Wilhelm Kohlhass, in his novel The Officer and the Republic, thrills Nazis with this mystic description of how an ideal young German officer speaks: “His voice had the right tremolo for midnight excitement, the fortunes of Pride and defiance of Death: the jubilant joy of Death with the Weapon in one’s hand.”

Theodor Jakobs, in his The Lion of Brzezing, thumbnails Adolf Hitler’s venerable friend, General Karl Litzmann: “With legs astride, as though ready for battle, the old General stood before the window like a rock carved out of ancient Prussia.”

Ernest Jiinger was hailed by Nazis in Berlin last week as having perfectly caught the essence of their Kultur in his volume of essays entitled The Inner Experience of Battle.
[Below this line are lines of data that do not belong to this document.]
//! Read-only traversal of a query.

use std::collections::BTreeMap;

use crate::ast::{
    BetweenExpression, BinaryExpression, FieldExpression, FromClause, FunctionBody, InExpression,
    MethodExpression, OrderByField, Query, QueryExpression, SelectField, ValueExpression,
};

/// Read-only query visitor.
///
/// Clauses are visited in the order declared functions, FROM, GROUP BY,
/// WHERE, ORDER BY, LOAD, SELECT, SELECT function body, UPDATE, INCLUDE.
pub trait Visit<'ast> {
    /// Called once for the whole query; walks every clause.
    fn visit_query(&mut self, query: &'ast Query) {
        visit_query(self, query);
    }

    /// Called with all DECLARE functions when there is at least one.
    fn visit_declared_functions(&mut self, functions: &'ast BTreeMap<String, FunctionBody>) {
        visit_declared_functions(self, functions);
    }

    /// Called for each declared function, in name order.
    fn visit_declared_function(&mut self, _name: &'ast str, _body: &'ast FunctionBody) {}

    /// Called for the FROM clause with the query's DISTINCT flag.
    fn visit_from_clause(&mut self, _from: &'ast FromClause, _is_distinct: bool) {}

    /// Called with the GROUP BY fields.
    fn visit_group_by(&mut self, _fields: &'ast [FieldExpression]) {}

    /// Called with the WHERE root when it is a binary expression.
    fn visit_where_clause(&mut self, filter: &'ast BinaryExpression) {
        visit_where_clause(self, filter);
    }

    /// Called for a comparison reached from the WHERE root.
    fn visit_simple_where_expression(&mut self, _expr: &'ast BinaryExpression) {}

    /// Called for an AND/OR reached from the WHERE root.
    fn visit_compound_where_expression(&mut self, expr: &'ast BinaryExpression) {
        visit_compound_where_expression(self, expr);
    }

    /// Called with the ORDER BY terms; visits each term's expression.
    fn visit_order_by(&mut self, terms: &'ast [OrderByField]) {
        visit_order_by(self, terms);
    }

    /// Called with the LOAD fields; visits each field's expression.
    fn visit_load(&mut self, fields: &'ast [SelectField]) {
        visit_load(self, fields);
    }

    /// Called with the SELECT fields; visits each field's expression.
    fn visit_select(&mut self, fields: &'ast [SelectField]) {
        visit_select(self, fields);
    }

    /// Called with the JavaScript object literal of a SELECT.
    fn visit_select_function_body(&mut self, _body: &'ast FunctionBody) {}

    /// Called with the body of an UPDATE clause.
    fn visit_update(&mut self, _body: &'ast FunctionBody) {}

    /// Called with the INCLUDE expressions; visits each of them.
    fn visit_include(&mut self, includes: &'ast [QueryExpression]) {
        visit_include(self, includes);
    }

    /// Dispatches on the expression kind.
    fn visit_expression(&mut self, expr: &'ast QueryExpression) {
        visit_expression(self, expr);
    }

    /// Called for a field reference.
    fn visit_field(&mut self, _field: &'ast FieldExpression) {}

    /// Called for a literal or parameter.
    fn visit_value(&mut self, _value: &'ast ValueExpression) {}

    /// Visits the left operand, then the right one.
    fn visit_binary(&mut self, expr: &'ast BinaryExpression) {
        visit_binary(self, expr);
    }

    /// Visits the source field, then both bounds.
    fn visit_between(&mut self, expr: &'ast BetweenExpression) {
        visit_between(self, expr);
    }

    /// Visits the candidate values; the source field is not visited.
    fn visit_in(&mut self, expr: &'ast InExpression) {
        visit_in(self, expr);
    }

    /// Visits every argument in order.
    fn visit_method(&mut self, expr: &'ast MethodExpression) {
        visit_method(self, expr);
    }

    /// Called for the `true` predicate.
    fn visit_true(&mut self) {}
}

pub fn visit_query<'ast, V>(v: &mut V, query: &'ast Query)
where
    V: Visit<'ast> + ?Sized,
{
    if !query.declared_functions.is_empty() {
        v.visit_declared_functions(&query.declared_functions);
    }
    v.visit_from_clause(&query.from, query.is_distinct);
    if let Some(group_by) = &query.group_by {
        v.visit_group_by(group_by);
    }
    if let Some(QueryExpression::Binary(filter)) = &query.where_clause {
        v.visit_where_clause(filter);
    }
    if let Some(order_by) = &query.order_by {
        v.visit_order_by(order_by);
    }
    if let Some(load) = &query.load {
        v.visit_load(load);
    }
    if let Some(select) = &query.select {
        v.visit_select(select);
    }
    if let Some(body) = &query.select_function_body {
        v.visit_select_function_body(body);
    }
    if let Some(body) = &query.update_body {
        v.visit_update(body);
    }
    if let Some(include) = &query.include {
        v.visit_include(include);
    }
}

pub fn visit_declared_functions<'ast, V>(
    v: &mut V,
    functions: &'ast BTreeMap<String, FunctionBody>,
) where
    V: Visit<'ast> + ?Sized,
{
    for (name, body) in functions {
        v.visit_declared_function(name, body);
    }
}

pub fn visit_where_clause<'ast, V>(v: &mut V, filter: &'ast BinaryExpression)
where
    V: Visit<'ast> + ?Sized,
{
    if filter.operator.is_comparison() {
        v.visit_simple_where_expression(filter);
    } else {
        v.visit_compound_where_expression(filter);
    }
}

pub fn visit_compound_where_expression<'ast, V>(v: &mut V, expr: &'ast BinaryExpression)
where
    V: Visit<'ast> + ?Sized,
{
    v.visit_expression(&expr.left);
    v.visit_expression(&expr.right);
}

pub fn visit_order_by<'ast, V>(v: &mut V, terms: &'ast [OrderByField])
where
    V: Visit<'ast> + ?Sized,
{
    for term in terms {
        v.visit_expression(&term.expression);
    }
}

pub fn visit_load<'ast, V>(v: &mut V, fields: &'ast [SelectField])
where
    V: Visit<'ast> + ?Sized,
{
    for field in fields {
        v.visit_expression(&field.expression);
    }
}

pub fn visit_select<'ast, V>(v: &mut V, fields: &'ast [SelectField])
where
    V: Visit<'ast> + ?Sized,
{
    for field in fields {
        v.visit_expression(&field.expression);
    }
}

pub fn visit_include<'ast, V>(v: &mut V, includes: &'ast [QueryExpression])
where
    V: Visit<'ast> + ?Sized,
{
    for include in includes {
        v.visit_expression(include);
    }
}

pub fn visit_expression<'ast, V>(v: &mut V, expr: &'ast QueryExpression)
where
    V: Visit<'ast> + ?Sized,
{
    match expr {
        QueryExpression::Field(field) => v.visit_field(field),
        QueryExpression::Value(value) => v.visit_value(value),
        QueryExpression::Binary(binary) => v.visit_binary(binary),
        QueryExpression::Between(between) => v.visit_between(between),
        QueryExpression::In(in_expr) => v.visit_in(in_expr),
        QueryExpression::Method(method) => v.visit_method(method),
        QueryExpression::True => v.visit_true(),
    }
}

pub fn visit_binary<'ast, V>(v: &mut V, expr: &'ast BinaryExpression)
where
    V: Visit<'ast> + ?Sized,
{
    v.visit_expression(&expr.left);
    v.visit_expression(&expr.right);
}

pub fn visit_between<'ast, V>(v: &mut V, expr: &'ast BetweenExpression)
where
    V: Visit<'ast> + ?Sized,
{
    v.visit_field(&expr.source);
    v.visit_value(&expr.min);
    v.visit_value(&expr.max);
}

pub fn visit_in<'ast, V>(v: &mut V, expr: &'ast InExpression)
where
    V: Visit<'ast> + ?Sized,
{
    for value in &expr.values {
        v.visit_value(value);
    }
}

pub fn visit_method<'ast, V>(v: &mut V, expr: &'ast MethodExpression)
where
    V: Visit<'ast> + ?Sized,
{
    for argument in &expr.arguments {
        v.visit_expression(argument);
    }
}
Excerpts: “All Freedom, all Greatness, all Culture are only maintained and spread aloft by wars. . . . Today in Germany we write poems in steel and symphonies in ferroconcrete. . . . War is the mightiest encounter of nations!”

Since the Ministry for Propaganda and Public Enlightenment knew that news of “War Literature Week” would create an unfavorable impression abroad, popular though it was at home, Propagandist & Enlightener Dr. Goebbels exerted himself to the end that last week not a single foreign newspaper correspondent cabled so much as the name of one of the 60 Kultur authors or an excerpt from any of their works.